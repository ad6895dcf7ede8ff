//! 수집 통계 구조체.

use serde::{Deserialize, Serialize};
use std::time::Duration;

/// 수집 작업 통계
#[derive(Debug, Clone, Default, Serialize, Deserialize)]
pub struct CollectionStats {
    /// 총 처리 단위 수 (레이팅 이벤트 또는 티커)
    pub total: usize,
    /// 성공 횟수
    pub success: usize,
    /// 에러 횟수
    pub errors: usize,
    /// 빈 데이터 (조회 성공, 데이터 없음)
    pub empty: usize,
    /// 가져온 페이지 수
    pub pages: usize,
    /// 저장된 총 레코드 수
    pub total_records: usize,
    /// 행 오류로 건너뛴 레코드 수
    pub skipped_records: usize,
    /// 취소로 중간에 멈췄는지 여부
    pub cancelled: bool,
    /// 소요 시간
    #[serde(skip)]
    pub elapsed: Duration,
}

impl CollectionStats {
    /// 새 통계 객체 생성
    pub fn new() -> Self {
        Self::default()
    }

    /// 성공률 계산 (%)
    pub fn success_rate(&self) -> f64 {
        if self.total == 0 {
            0.0
        } else {
            (self.success as f64 / self.total as f64) * 100.0
        }
    }

    /// 통계 요약 로그 출력
    pub fn log_summary(&self, operation: &str) {
        tracing::info!(
            operation = operation,
            total = self.total,
            success = self.success,
            errors = self.errors,
            empty = self.empty,
            pages = self.pages,
            total_records = self.total_records,
            skipped_records = self.skipped_records,
            cancelled = self.cancelled,
            success_rate = format!("{:.1}%", self.success_rate()),
            elapsed = format!("{:.1}s", self.elapsed.as_secs_f64()),
            "수집 완료"
        );
    }
}
//! 레이팅 이벤트와 일봉의 업서트 저장소.
//!
//! - [`PgStore`]: PostgreSQL (sqlx)
//! - [`InMemoryStore`]: 테스트/로컬 실행용 메모리 저장소 (같은 고유 키와 CHECK 제약을 검사)

pub mod memory;
pub mod postgres;

use async_trait::async_trait;
use chrono::NaiveDate;
use insight_core::{NewRatingEvent, PriceBar, TickerCoverage};
use uuid::Uuid;

use crate::error::Result;

pub use memory::InMemoryStore;
pub use postgres::PgStore;

/// 일괄 업서트 결과.
#[derive(Debug, Clone, Copy, Default, PartialEq, Eq)]
pub struct BulkUpsertReport {
    /// 저장된 행 수
    pub written: usize,
    /// 행 단위 오류로 건너뛴 수
    pub skipped: usize,
}

/// 레이팅 이벤트 저장소.
#[async_trait]
pub trait RatingStore: Send + Sync {
    /// (ticker, reported_at) 기준으로 삽입 또는 갱신하고 저장된 id를 반환합니다.
    ///
    /// 이미 존재하는 키라면 id와 reported_at을 제외한 모든 필드를 덮어씁니다.
    async fn upsert_rating(&self, event: &NewRatingEvent) -> Result<Uuid>;

    /// 티커별 reported_at 최소/최대 (티커 오름차순).
    async fn ticker_coverage(&self) -> Result<Vec<TickerCoverage>>;
}

/// 일봉 저장소.
#[async_trait]
pub trait PriceStore: Send + Sync {
    /// 한 트랜잭션으로 일괄 업서트합니다.
    ///
    /// 개별 행 오류는 로그를 남기고 건너뛰며 나머지는 커밋합니다.
    /// 트랜잭션 시작/커밋 실패 시에는 아무것도 저장되지 않습니다.
    async fn upsert_price_bars(&self, bars: &[PriceBar]) -> Result<BulkUpsertReport>;

    /// `[from, to]` 구간의 일봉을 날짜 오름차순으로 조회합니다.
    async fn price_bars(&self, ticker: &str, from: NaiveDate, to: NaiveDate)
        -> Result<Vec<PriceBar>>;
}
//! PostgreSQL 동적 쿼리.
//!
//! 모든 값은 `push_bind`로 바인딩하고, SQL 텍스트로 들어가는 식별자는
//! [`OrderBy::column`] / [`OrderDir::keyword`] 허용 목록뿐입니다.

use async_trait::async_trait;
use insight_core::{NormalizedRating, RatingEvent, Recommendation};
use sqlx::{FromRow, Postgres, QueryBuilder};
use tracing::{debug, instrument};

use super::request::{ListingOrder, Pagination, RatingFilter};
use super::RatingQueries;
use crate::error::Result;
use crate::storage::postgres::{parse_normalized, RatingEventRow};
use crate::storage::PgStore;

const RATING_COLUMNS: &str = "id, ticker, company, brokerage, action, rating_from, rating_to, \
     normalized_rating_from, normalized_rating_to, target_from, target_to, reported_at";

/// ILIKE 패턴 특수문자(`%`, `_`, `\`)를 이스케이프하고 양쪽에 `%`를 붙입니다.
pub(crate) fn like_pattern(value: &str) -> String {
    let mut escaped = String::with_capacity(value.len() + 2);
    escaped.push('%');
    for c in value.chars() {
        if matches!(c, '%' | '_' | '\\') {
            escaped.push('\\');
        }
        escaped.push(c);
    }
    escaped.push('%');
    escaped
}

/// WHERE 조건 추가 (기본 쿼리는 `WHERE 1=1`로 끝나야 함).
fn add_filter_conditions(builder: &mut QueryBuilder<'_, Postgres>, filter: &RatingFilter) {
    let text_filters = [
        ("ticker", &filter.ticker),
        ("company", &filter.company),
        ("brokerage", &filter.brokerage),
    ];
    for (column, value) in text_filters {
        if let Some(value) = value {
            builder.push(format!(" AND {} ILIKE ", column));
            builder.push_bind(like_pattern(value));
        }
    }

    let numeric_filters = [
        ("target_from >= ", filter.target_from_min),
        ("target_from <= ", filter.target_from_max),
        ("target_to >= ", filter.target_to_min),
        ("target_to <= ", filter.target_to_max),
    ];
    for (condition, value) in numeric_filters {
        if let Some(value) = value {
            builder.push(" AND ");
            builder.push(condition);
            builder.push_bind(value);
        }
    }

    if let Some(from) = filter.date_from {
        builder.push(" AND reported_at >= ");
        builder.push_bind(from);
    }
    if let Some(to) = filter.date_to {
        builder.push(" AND reported_at <= ");
        builder.push_bind(to);
    }
}

/// 목록 쿼리.
pub(crate) fn build_listing_query(
    filter: &RatingFilter,
    pagination: Pagination,
    order: ListingOrder,
) -> QueryBuilder<'static, Postgres> {
    let mut builder: QueryBuilder<Postgres> = QueryBuilder::new(format!(
        "SELECT {} FROM rating_events WHERE 1=1",
        RATING_COLUMNS
    ));
    add_filter_conditions(&mut builder, filter);

    builder.push(" ORDER BY ");
    builder.push(order.by.column());
    builder.push(" ");
    builder.push(order.dir.keyword());
    // 같은 값끼리 페이지 경계가 흔들리지 않도록 id로 고정
    builder.push(", id ASC");

    builder.push(" LIMIT ");
    builder.push_bind(i64::from(pagination.limit()));
    builder.push(" OFFSET ");
    builder.push_bind(pagination.offset() as i64);

    builder
}

/// 전체 건수 쿼리 (목록과 같은 조건).
pub(crate) fn build_count_query(filter: &RatingFilter) -> QueryBuilder<'static, Postgres> {
    let mut builder: QueryBuilder<Postgres> =
        QueryBuilder::new("SELECT COUNT(*) FROM rating_events WHERE 1=1");
    add_filter_conditions(&mut builder, filter);
    builder
}

/// 버킷별 상위 N개를 UNION ALL로 이어 붙인 추천 쿼리.
fn build_recommendation_query(per_bucket: usize) -> QueryBuilder<'static, Postgres> {
    let mut builder: QueryBuilder<Postgres> = QueryBuilder::new("");

    for (i, rating) in NormalizedRating::ALL.iter().enumerate() {
        if i > 0 {
            builder.push(" UNION ALL ");
        }
        builder.push(
            "(SELECT r.ticker, r.company, r.brokerage, r.action, \
             r.normalized_rating_from, r.normalized_rating_to, b.weight_score, \
             r.reported_at, r.id, ",
        );
        builder.push(format!("{} AS bucket", i));
        builder.push(
            " FROM rating_events r \
             JOIN broker_weights b ON b.brokerage = r.brokerage \
             WHERE r.normalized_rating_to = ",
        );
        builder.push_bind(rating.as_str());
        builder.push(" ORDER BY b.weight_score DESC, r.reported_at DESC, r.id ASC LIMIT ");
        builder.push_bind(per_bucket as i64);
        builder.push(")");
    }
    builder.push(" ORDER BY bucket ASC, weight_score DESC, reported_at DESC, id ASC");

    builder
}

#[derive(Debug, FromRow)]
struct RecommendationRow {
    ticker: String,
    company: String,
    brokerage: String,
    action: String,
    normalized_rating_from: String,
    normalized_rating_to: String,
    weight_score: f64,
}

#[async_trait]
impl RatingQueries for PgStore {
    #[instrument(skip(self, filter))]
    async fn list_ratings(
        &self,
        filter: &RatingFilter,
        pagination: Pagination,
        order: ListingOrder,
    ) -> Result<(Vec<RatingEvent>, u64)> {
        let rows: Vec<RatingEventRow> = build_listing_query(filter, pagination, order)
            .build_query_as()
            .fetch_all(self.pool())
            .await?;

        let (total,): (i64,) = build_count_query(filter)
            .build_query_as()
            .fetch_one(self.pool())
            .await?;

        let items = rows
            .into_iter()
            .map(RatingEvent::try_from)
            .collect::<Result<Vec<_>>>()?;

        debug!(items = items.len(), total = total, "레이팅 목록 조회");
        Ok((items, total.max(0) as u64))
    }

    async fn recommendations(&self, per_bucket: usize) -> Result<Vec<Recommendation>> {
        let rows: Vec<RecommendationRow> = build_recommendation_query(per_bucket)
            .build_query_as()
            .fetch_all(self.pool())
            .await?;

        rows.into_iter()
            .map(|r| {
                Ok(Recommendation {
                    normalized_rating_from: parse_normalized(&r.normalized_rating_from)?,
                    normalized_rating_to: parse_normalized(&r.normalized_rating_to)?,
                    ticker: r.ticker,
                    company: r.company,
                    brokerage: r.brokerage,
                    action: r.action,
                    weight_score: r.weight_score,
                })
            })
            .collect()
    }
}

---+---

[What the task asks]
The sole response should be the count of lines in the material holding the string "Some".

[Result for this exercise]
4